5. Fromage cottage : un puissant punch protéiné
Une demi-tasse de fromage cottage ajoute 12 à 14 grammes de protéines, dont une grande partie de caséine à digestion lente. Cela vous permet de vous sentir rassasié plus longtemps. Mélangez-le dans des flocons d’avoine cuits ou déposez-le dessus, en l’associant à des fruits, des épices ou une touche de miel.
6. Poudre de protéines : une voie rapide vers des flocons d’avoine riches en protéines
Si vous avez besoin d’un apport important en protéines, la poudre de protéines est votre réponse. Une mesure peut ajouter 15 à 25 grammes, mais faites attention à l’apport global. Les adultes devraient viser un apport quotidien de 1,2 à 1,6 grammes de protéines par kilogramme de poids corporel ; la supplémentation n’est pas toujours nécessaire. Choisissez une marque testée par un tiers avec un minimum de sucre ajouté.
7. Beurre de noix : un ajout délicieux et nutritif
Que vous préfériez le beurre d’amande, de noix de cajou, de noisette ou de graines de tournesol, quelques cuillères à soupe ajoutent 7 à 8 grammes de protéines et de graisses saines. Vérifiez l’étiquette pour le sucre ajouté; optez pour des marques faites uniquement avec des noix et du sel.
8. Beurre de cacahuète en poudre : l’option faible en calories
Si vous aimez le beurre de cacahuète mais que vous souhaitez réduire les calories, le beurre de cacahuète en poudre offre une saveur avec moins de matières grasses. Une cuillère à soupe fournit 3 grammes de protéines et seulement 30 calories, soit une fraction du beurre de cacahuète ordinaire.

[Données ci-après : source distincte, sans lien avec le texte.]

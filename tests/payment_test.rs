mod common;

use std::sync::Arc;
use std::time::Duration;

use counterd::payment::{PaymentStatus, VerifiedPayment};
use counterd::types::{Attribution, BigCount, Delta, Operation, PaymentIntentId, UserId};
use counterd::{Error, InMemoryPaymentVerifier, ProcessorConfig};

fn multiply(user: &str, amount: u64, intent: &str) -> Operation {
    Operation::Multiply {
        attribution: Attribution::user(user),
        multiply_amount: amount,
        payment_intent_id: PaymentIntentId::new(intent),
    }
}

#[tokio::test]
async fn replayed_intent_never_multiplies_twice() {
    let (_dir, path) = common::create_temp_db_path("replay.db");
    let store = common::open_store(&path).await;
    let config = ProcessorConfig {
        rate_limit_window: Duration::from_millis(100),
        ..ProcessorConfig::default()
    };
    let test = common::processor_with(&store, Arc::new(InMemoryPaymentVerifier::new()), config);
    store.apply_delta(Delta::Add(10), Attribution::anonymous()).await.unwrap();
    test.verifier.confirm("pi_once", 3, "usd");

    test.processor.process(multiply("payer", 3, "pi_once")).await.unwrap();

    // Past the rate limit window, so only the payment check can stop it.
    tokio::time::sleep(Duration::from_millis(150)).await;
    let err = test.processor.process(multiply("payer", 3, "pi_once")).await.unwrap_err();
    assert!(matches!(err, Error::DuplicatePayment { .. }));

    assert_eq!(store.get().await.unwrap().value, BigCount::from(30));

    store.shutdown().await;
}

#[tokio::test]
async fn intent_consumed_on_another_process_is_duplicate() {
    let (_dir, path) = common::create_temp_db_path("cross.db");
    let store_a = common::open_store(&path).await;
    let store_b = common::open_store(&path).await;
    store_a.apply_delta(Delta::Add(1), Attribution::anonymous()).await.unwrap();

    let a = common::store_processor(&store_a);
    let b = common::store_processor(&store_b);
    store_a.confirm_payment("pi_cross", 2, "usd").await.unwrap();

    a.process(multiply("alpha", 2, "pi_cross")).await.unwrap();
    let err = b.process(multiply("beta", 2, "pi_cross")).await.unwrap_err();
    assert!(matches!(err, Error::DuplicatePayment { .. }));

    assert_eq!(store_b.get().await.unwrap().value, BigCount::from(2));
    assert!(b.limiter().can_multiply(&UserId::new("beta")).await.unwrap());

    store_b.shutdown().await;
    store_a.shutdown().await;
}

#[tokio::test]
async fn payment_confirmed_on_one_process_multiplies_on_another() {
    let (_dir, path) = common::create_temp_db_path("confirm_elsewhere.db");
    let store_a = common::open_store(&path).await;
    let store_b = common::open_store(&path).await;
    store_a.apply_delta(Delta::Add(4), Attribution::anonymous()).await.unwrap();

    // The webhook landed on A; the client's multiply lands on B.
    store_a.confirm_payment("pi_elsewhere", 5, "USD").await.unwrap();
    let b = common::store_processor(&store_b);

    let applied = b.process(multiply("payer", 5, "pi_elsewhere")).await.unwrap();
    assert_eq!(applied.new_value(), &BigCount::from(20));

    let intent = PaymentIntentId::new("pi_elsewhere");
    assert!(store_a.is_payment_consumed(&intent).await.unwrap());
    let seen_by_a = store_a.payment(&intent).await.unwrap().unwrap();
    assert_eq!(seen_by_a.status, PaymentStatus::Succeeded);
    assert_eq!(seen_by_a.currency, "usd");
    assert!(seen_by_a.consumed);

    store_b.shutdown().await;
    store_a.shutdown().await;
}

#[tokio::test]
async fn payment_confirmation_survives_restart() {
    let (_dir, path) = common::create_temp_db_path("confirm_restart.db");
    let store = common::open_store(&path).await;
    store.apply_delta(Delta::Add(5), Attribution::anonymous()).await.unwrap();
    store.confirm_payment("pi_durable", 3, "usd").await.unwrap();
    store.shutdown().await;

    let store = common::open_store(&path).await;
    let processor = common::store_processor(&store);
    processor.process(multiply("patient", 3, "pi_durable")).await.unwrap();
    assert_eq!(store.get().await.unwrap().value, BigCount::from(15));

    // Spent now, for this process and any later one.
    let err = processor.process(multiply("other", 3, "pi_durable")).await.unwrap_err();
    assert!(matches!(err, Error::DuplicatePayment { .. }));

    store.shutdown().await;
}

#[tokio::test]
async fn unconfirmed_payment_is_rejected_by_store_verifier() {
    let (_dir, path) = common::create_temp_db_path("unconfirmed.db");
    let store = common::open_store(&path).await;
    store.apply_delta(Delta::Add(1), Attribution::anonymous()).await.unwrap();
    let processor = common::store_processor(&store);

    let err = processor.process(multiply("hopeful", 2, "pi_never_paid")).await.unwrap_err();
    assert!(matches!(err, Error::PaymentRejected(_)));
    assert_eq!(store.get().await.unwrap().value, BigCount::from(1));

    store.shutdown().await;
}

#[tokio::test]
async fn verification_timeout_mutates_nothing() {
    let (_dir, path) = common::create_temp_db_path("timeout.db");
    let store = common::open_store(&path).await;
    store.apply_delta(Delta::Add(7), Attribution::anonymous()).await.unwrap();

    let config = ProcessorConfig {
        payment_timeout: Duration::from_millis(50),
        ..ProcessorConfig::default()
    };
    let slow = Arc::new(InMemoryPaymentVerifier::with_delay(Duration::from_millis(500)));
    let mut test = common::processor_with(&store, slow, config);
    test.verifier.confirm("pi_slow", 2, "usd");

    let err = test.processor.process(multiply("sloth", 2, "pi_slow")).await.unwrap_err();
    assert!(matches!(err, Error::PaymentTimeout));

    assert_eq!(store.get().await.unwrap().value, BigCount::from(7));
    assert!(test.processor.limiter().can_multiply(&UserId::new("sloth")).await.unwrap());
    assert!(!store.is_payment_consumed(&PaymentIntentId::new("pi_slow")).await.unwrap());
    assert!(test.attribution.try_recv().is_err());

    store.shutdown().await;
}

#[tokio::test]
async fn mismatched_payments_are_rejected() {
    let (_dir, path) = common::create_temp_db_path("reject.db");
    let store = common::open_store(&path).await;
    store.apply_delta(Delta::Add(1), Attribution::anonymous()).await.unwrap();
    let test = common::processor(&store);

    test.verifier.confirm("pi_amount", 10, "usd");
    test.verifier.confirm("pi_euro", 5, "eur");
    test.verifier.insert(
        "pi_pending",
        VerifiedPayment {
            amount: 5,
            currency: "usd".to_string(),
            status: PaymentStatus::Processing,
            consumed: false,
        },
    );

    for (user, intent) in [
        ("u1", "pi_amount"),
        ("u2", "pi_euro"),
        ("u3", "pi_pending"),
        ("u4", "pi_unknown"),
    ] {
        let err = test.processor.process(multiply(user, 5, intent)).await.unwrap_err();
        assert!(matches!(err, Error::PaymentRejected(_)), "{intent}: {err:?}");
        assert!(test.processor.limiter().can_multiply(&UserId::new(user)).await.unwrap());
    }

    assert_eq!(store.get().await.unwrap().value, BigCount::from(1));

    store.shutdown().await;
}

#[tokio::test]
async fn multiply_without_user_is_unauthorized() {
    let (_dir, path) = common::create_temp_db_path("anon.db");
    let store = common::open_store(&path).await;
    let test = common::processor(&store);
    test.verifier.confirm("pi_anon", 2, "usd");

    let err = test
        .processor
        .process(Operation::Multiply {
            attribution: Attribution::anonymous(),
            multiply_amount: 2,
            payment_intent_id: PaymentIntentId::new("pi_anon"),
        })
        .await
        .unwrap_err();
    assert!(matches!(err, Error::Unauthorized));
    assert!(!store.is_payment_consumed(&PaymentIntentId::new("pi_anon")).await.unwrap());

    store.shutdown().await;
}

9. Gruau de nuit : préparez-vous à l’avance pour la puissance des protéines
Pour les matins chargés, les flocons d’avoine du soir changent la donne. Mélangez les flocons d’avoine avec le lait et le yaourt grec (environ ¼ de tasse par portion ajoute 6 grammes de protéines) la veille. Cela donne une texture charnue et crémeuse avec un apport protéique intégré.
L’essentiel
La farine d’avoine est un petit-déjeuner sain pour le cœur et respectueux de la glycémie, mais elle est faible en protéines en soi. En ajoutant stratégiquement des sources de protéines comme du lait, des œufs, du tofu, du fromage cottage ou de la poudre de protéines, vous pouvez le transformer en un repas nourrissant et soutenant les muscles. Expérimentez pour trouver vos combinaisons préférées pour un début de journée plus satisfaisant et équilibré.